Coordenador do Ambulatório de Transtornos do Humor do Hospital Universitário de Brasília (HUB), o psiquiatra Fabiano Gomes diz que ainda é cedo para determinar como esses micronutrientes funcionam no organismo. “Sabemos que a dieta predispõe e/ou agrava os sintomas de doenças mentais, mas não sabemos exatamente como isso ocorre. Pode ser que seja uma influência na composição da microbiota, que interfere no metabolismo do organismo, mas pode também ser melhorando o funcionamento cerebral”, especula Gomes, membro da International Society for Nutritional Psychiatry Research.
Prevenção
Na incerteza, o especialista recomenda que as estratégias sejam preventivas. “Alguns colegas prescrevem, sim, micronutrientes. Mas essa não é uma abordagem amplamente difundida. Como coadjuvante, acredito que seja válida”, diz. Apesar dos efeitos cada vez mais estudados dos suplementos, a nutricionista Mariana Melendez Araújo, especialista em pesquisa clínica pela Faculdade de Medicina de Harvard (EUA), também não aconselha o tratamento de transtornos psiquiátricos apenas com nutrientes. “O medicamento tem ação curativa, enquanto o nutriente, ação protetora. O trabalho deve ser multidisciplinar e profiláxico. Se a pessoa sabe que tem histórico familiar para certas doenças da mente, deve fazer de tudo para evitar o adoecimento. A resposta pode estar na alimentação, mas antes que a doença se instale”, defende.

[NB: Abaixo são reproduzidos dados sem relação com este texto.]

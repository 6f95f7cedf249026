//! Filesystem-safe name sanitization.

/// Characters rejected by at least one common desktop filesystem.
pub const RESERVED_CHARS: [char; 9] = ['<', '>', ':', '"', '/', '\\', '|', '?', '*'];

/// Sanitizes a candidate filename component.
///
/// - Replaces each of `< > : " / \ | ? *` with `_`
/// - Leaves everything else alone (case, whitespace, length)
///
/// The output has the same number of characters as the input, and sanitizing
/// an already sanitized string returns it unchanged.
pub fn sanitize(name: &str) -> String {
    name.chars()
        .map(|c| if RESERVED_CHARS.contains(&c) { '_' } else { c })
        .collect()
}

/// True if `name` contains none of the reserved characters.
pub fn is_sanitized(name: &str) -> bool {
    !name.chars().any(|c| RESERVED_CHARS.contains(&c))
}
//! `yt-dlp` backed resolver.
//!
//! Runs `yt-dlp -J` for metadata and fetches the chosen format's direct URL
//! with libcurl, so no yt-dlp process is involved in the byte transfer.

use anyhow::{Context, Result};
use std::path::PathBuf;
use std::process::Command;

use super::parse::parse_info;
use super::{validate_source_url, MediaResolver, StreamDescriptor, VideoInfo};
use crate::stream::{HttpStream, StreamHandle, TransferOptions};

/// Lines of stderr kept in error messages.
const STDERR_TAIL_LINES: usize = 5;

#[derive(Debug, Clone)]
pub struct YtDlpResolver {
    bin: PathBuf,
    transfer: TransferOptions,
}

impl YtDlpResolver {
    pub fn new(bin: impl Into<PathBuf>, transfer: TransferOptions) -> Self {
        Self {
            bin: bin.into(),
            transfer,
        }
    }
}

fn stderr_tail(stderr: &[u8]) -> String {
    let text = String::from_utf8_lossy(stderr);
    let lines: Vec<&str> = text
        .lines()
        .map(str::trim)
        .filter(|l| !l.is_empty())
        .collect();
    if lines.is_empty() {
        return "no stderr output captured".to_string();
    }
    lines[lines.len().saturating_sub(STDERR_TAIL_LINES)..].join("; ")
}

impl MediaResolver for YtDlpResolver {
    /// Blocks until yt-dlp exits; use `spawn_blocking` from async code.
    fn resolve(&self, url: &str) -> Result<VideoInfo> {
        let url = validate_source_url(url)?;
        tracing::debug!(bin = %self.bin.display(), %url, "running yt-dlp -J");

        let output = Command::new(&self.bin)
            .arg("-J")
            .arg("--no-playlist")
            .arg("--no-warnings")
            .arg(url.as_str())
            .output()
            .with_context(|| format!("failed to run {}", self.bin.display()))?;

        if !output.status.success() {
            anyhow::bail!(
                "yt-dlp exited with {}: {}",
                output.status,
                stderr_tail(&output.stderr)
            );
        }

        let info = parse_info(&output.stdout)?;
        tracing::info!(
            title = %info.title,
            streams = info.streams.len(),
            "resolved video metadata"
        );
        Ok(info)
    }

    fn open(&self, stream: &StreamDescriptor) -> Result<Box<dyn StreamHandle>> {
        Ok(Box::new(HttpStream::new(
            stream.url.clone(),
            stream.http_headers.clone(),
            stream.filesize,
            self.transfer,
        )))
    }
}

#[cfg(test)]
mod tests {
    use super::*;

    #[test]
    fn tail_keeps_last_lines() {
        let err = b"one\n\ntwo\nthree\nfour\nfive\nsix\n";
        assert_eq!(stderr_tail(err), "two; three; four; five; six");
        assert_eq!(stderr_tail(b""), "no stderr output captured");
    }

    #[test]
    fn missing_binary_is_an_error() {
        let r = YtDlpResolver::new("/nonexistent/yt-dlp", TransferOptions::default());
        let err = r.resolve("https://example.com/watch?v=x").unwrap_err();
        assert!(format!("{:#}", err).contains("failed to run /nonexistent/yt-dlp"));
    }

    #[test]
    fn invalid_url_rejected_before_spawn() {
        let r = YtDlpResolver::new("/nonexistent/yt-dlp", TransferOptions::default());
        let err = r.resolve("file:///etc/passwd").unwrap_err();
        assert!(err.to_string().contains("unsupported URL scheme"));
    }

    #[cfg(unix)]
    #[test]
    fn runs_fake_ytdlp_script() {
        use std::os::unix::fs::PermissionsExt;

        let dir = tempfile::tempdir().unwrap();
        let ok_script = dir.path().join("yt-dlp-ok");
        std::fs::write(
            &ok_script,
            "#!/bin/sh\ncat <<'JSON'\n{\"title\": \"Fake\", \"duration\": 3, \"formats\": [\
             {\"format_id\": \"18\", \"ext\": \"mp4\", \"url\": \"http://127.0.0.1:9/v\", \
             \"height\": 360, \"vcodec\": \"avc1\", \"acodec\": \"mp4a\", \"filesize\": 42}]}\nJSON\n",
        )
        .unwrap();
        let bad_script = dir.path().join("yt-dlp-bad");
        std::fs::write(
            &bad_script,
            "#!/bin/sh\necho 'ERROR: [youtube] x: Video unavailable' >&2\nexit 1\n",
        )
        .unwrap();
        for p in [&ok_script, &bad_script] {
            std::fs::set_permissions(p, std::fs::Permissions::from_mode(0o755)).unwrap();
        }

        let ok = YtDlpResolver::new(&ok_script, TransferOptions::default());
        let info = ok.resolve("https://example.com/watch?v=x").unwrap();
        assert_eq!(info.title, "Fake");
        assert_eq!(info.duration_secs, Some(3));
        assert_eq!(info.available_resolutions("mp4"), vec!["360p"]);
        let chosen = info.select_stream("360p", "mp4").unwrap();
        let handle = ok.open(chosen).unwrap();
        assert_eq!(handle.total_size(), Some(42));

        let bad = YtDlpResolver::new(&bad_script, TransferOptions::default());
        let err = bad.resolve("https://example.com/watch?v=x").unwrap_err();
        assert!(err.to_string().contains("Video unavailable"));
    }
}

Walsh também prefere prevenir a remediar. “Crianças com distúrbios do comportamento são as que mais se beneficiam, porque o ambiente em que elas crescem é crucial para o desenvolvimento de problemas futuros. Mais tempo vivendo em desequilíbrio significa um problema agravado. Claro que há casos impossíveis, como o do assassino Charles Manson (fundador de um grupo que cometeu uma série de assassinatos que chocou os Estados no fim da década de 1960), que eu pude analisar. Independentemente da família, ele apresentaria o comportamento nocivo.”
Dimitri Gabriel Homar, diretor-presidente da regional Brasília da Associação Brasileira de Nutrologia (Abran), compartilha da opinião de que o tratamento nutricional de pacientes com graus acentuados da doença é mais difícil. “Esse ajuste deve ser feito desde cedo, com nutroterapia, não dieta. Nesse sentido, acho o trabalho de Walsh muito válido.”